There’s a new announcement on the APBA Company website regarding the roster expansion of baseball rosters:
With the recent announcement about the basic baseball card set count being increased from 20-30 for 2012, we were asked if there would be a list designating the first 20 selections for each major league team. Yes, we plan to do that. We realize there are leagues that don’t use the XBs, so we will try to somehow designate which 10 players would have been XBs.
The fact that APBA is expanding the basic baseball set to 30 cards per team (with no delineation between regular cards and XBs) is fantastic. There’s no doubt about that. But those not in leagues may not understand the quandary that it puts some of them in. To put it simply, all of your players on your team (even the ones with 5 at-bats) come back with a regular cards. There isn’t a “retirement” mechanism in place. That is, a player could conceivably stick around in the majors for a few years with little playing time and have minimum impact for the league team.
So some leagues depend on the APBA Company to set the arbitrary limit for them. Up until now, we’ve had regular cards and the XBs (and XCs). Leagues that just used the regular cards had a simple method for determining what players were eligible for their league play. Now with all 30 players on each team getting “regular” cards, APBA is stepping up and will denote which players would have been regular cards and which would have been on the XB list.
For what it’s worth, we at the Illowa APBA League struggled with this issue of player eligibility for a number of years. We finally found a solution that seems to work. We simply use actual player usage regardless of the type of card.
From the IAL constitution:
B. Eligible cards are determined as any player carded by the APBA Game Company in the regular card set and the XB card set and meeting the following requirements:
1) 125 or more at bats constitutes an eligible card for position players.

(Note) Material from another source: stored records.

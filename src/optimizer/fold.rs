use crate::{
    ast::{BinaryOperator, Number},
    ir::{Instr, Operand},
};

/// Evaluates `lhs op rhs` at compile time.
///
/// Integer operands use checked integer arithmetic, with division truncating
/// toward zero. Any float operand makes the operation real-valued.
/// Comparisons and logical operators yield `0` or `1`. Returns `None` when
/// the operation would fault or overflow at run time, in which case it must
/// be left for the program to perform.
pub fn evaluate(op: BinaryOperator, lhs: Number, rhs: Number) -> Option<Number> {
    match (lhs, rhs) {
        (Number::Int(lhs), Number::Int(rhs)) => evaluate_int(op, lhs, rhs).map(Number::Int),
        _ => evaluate_float(op, lhs.as_f64(), rhs.as_f64()),
    }
}

fn evaluate_int(op: BinaryOperator, lhs: i64, rhs: i64) -> Option<i64> {
    use BinaryOperator as B;
    let value = match op {
        B::Add => lhs.checked_add(rhs)?,
        B::Sub => lhs.checked_sub(rhs)?,
        B::Mul => lhs.checked_mul(rhs)?,
        B::Div => lhs.checked_div(rhs)?,
        B::Rem => lhs.checked_rem(rhs)?,
        B::Lt => i64::from(lhs < rhs),
        B::Gt => i64::from(lhs > rhs),
        B::Le => i64::from(lhs <= rhs),
        B::Ge => i64::from(lhs >= rhs),
        B::Eq => i64::from(lhs == rhs),
        B::Ne => i64::from(lhs != rhs),
        B::And => i64::from(lhs != 0 && rhs != 0),
        B::Or => i64::from(lhs != 0 || rhs != 0),
    };
    Some(value)
}

#[allow(clippy::float_cmp)]
fn evaluate_float(op: BinaryOperator, lhs: f64, rhs: f64) -> Option<Number> {
    use BinaryOperator as B;
    let truth = |value: bool| Some(Number::Int(i64::from(value)));
    let value = match op {
        B::Add => lhs + rhs,
        B::Sub => lhs - rhs,
        B::Mul => lhs * rhs,
        B::Div if rhs == 0.0 => return None,
        B::Div => lhs / rhs,
        B::Rem if rhs == 0.0 => return None,
        B::Rem => lhs % rhs,
        B::Lt => return truth(lhs < rhs),
        B::Gt => return truth(lhs > rhs),
        B::Le => return truth(lhs <= rhs),
        B::Ge => return truth(lhs >= rhs),
        B::Eq => return truth(lhs == rhs),
        B::Ne => return truth(lhs != rhs),
        B::And => return truth(lhs != 0.0 && rhs != 0.0),
        B::Or => return truth(lhs != 0.0 || rhs != 0.0),
    };
    value.is_finite().then_some(Number::Float(value))
}

/// Replaces every binary instruction whose operands are both numeric
/// literals with an assignment of the computed value.
pub fn fold_constants(code: &[Instr]) -> Vec<Instr> {
    code.iter().map(fold_instr).collect()
}

pub fn fold_instr(instr: &Instr) -> Instr {
    if let Instr::Binary { dest, op, lhs, rhs } = instr {
        if let Some(value) = fold_operands(*op, lhs, rhs) {
            return Instr::Assign {
                dest: dest.clone(),
                value: Operand::Number(value),
            };
        }
    }
    instr.clone()
}

pub(super) fn fold_operands(op: BinaryOperator, lhs: &Operand, rhs: &Operand) -> Option<Number> {
    evaluate(op, lhs.as_number()?, rhs.as_number()?)
}

#[cfg(test)]
mod tests {
    use pretty_assertions::assert_eq;

    use super::*;
    use crate::{ir, optimizer::tests::instrs};

    #[test]
    fn test_evaluate_integers() {
        use BinaryOperator as B;
        let cases = [
            (B::Add, 2, 3, Some(5)),
            (B::Sub, 2, 3, Some(-1)),
            (B::Mul, -4, 3, Some(-12)),
            (B::Div, 7, 2, Some(3)),
            (B::Div, -7, 2, Some(-3)),
            (B::Rem, -7, 2, Some(-1)),
            (B::Div, 1, 0, None),
            (B::Rem, 1, 0, None),
            (B::Div, i64::MIN, -1, None),
            (B::Add, i64::MAX, 1, None),
            (B::Lt, 1, 2, Some(1)),
            (B::Ge, 1, 2, Some(0)),
            (B::Eq, 4, 4, Some(1)),
            (B::Ne, 4, 4, Some(0)),
            (B::And, 3, 0, Some(0)),
            (B::Or, 3, 0, Some(1)),
        ];
        for (op, lhs, rhs, expected) in cases {
            assert_eq!(
                evaluate(op, Number::Int(lhs), Number::Int(rhs)),
                expected.map(Number::Int),
                "{lhs} {op} {rhs}"
            );
        }
    }

    #[test]
    fn test_evaluate_mixed_is_real() {
        assert_eq!(
            evaluate(BinaryOperator::Div, Number::Int(7), Number::Float(2.0)),
            Some(Number::Float(3.5))
        );
        assert_eq!(
            evaluate(BinaryOperator::Lt, Number::Float(1.5), Number::Int(2)),
            Some(Number::Int(1))
        );
        assert_eq!(
            evaluate(BinaryOperator::Div, Number::Float(1.0), Number::Float(0.0)),
            None
        );
    }

    #[test]
    fn test_fold_only_literal_operands() {
        let code = instrs(&["t1 = 2 + 3", "t2 = t1 * 4", "t3 = 10 / 0", "x = t2"]);
        assert_eq!(
            ir::listing(&fold_constants(&code)),
            ["t1 = 5", "t2 = t1 * 4", "t3 = 10 / 0", "x = t2"]
        );
    }

    #[test]
    fn test_fold_is_idempotent() {
        let code = instrs(&["t1 = 6 * 7", "t2 = 1.5 + 1", "t3 = 2 < 1", "if t3 goto L1"]);
        let once = fold_constants(&code);
        assert_eq!(ir::listing(&once), ["t1 = 42", "t2 = 2.5", "t3 = 0", "if t3 goto L1"]);
        assert_eq!(fold_constants(&once), once);
    }
}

2) 21 or more games or 50 or more innings constitutes an eligible card for pitchers.
We seem to like this system for the main reason that we know who is eligible to be used (or just as importantly, who is eligible to be dropped in favor of a draft pick) as soon as the Major League baseball season is over.
The APBA Company deserves some kudos here, by the way, for listening to their fans and understanding the somewhat complex issue. They probably didn’t have to do this but saw that it would easily solve some issues for a lot of their customers. They chose to do a little extra work and hence, give their customer base what they needed.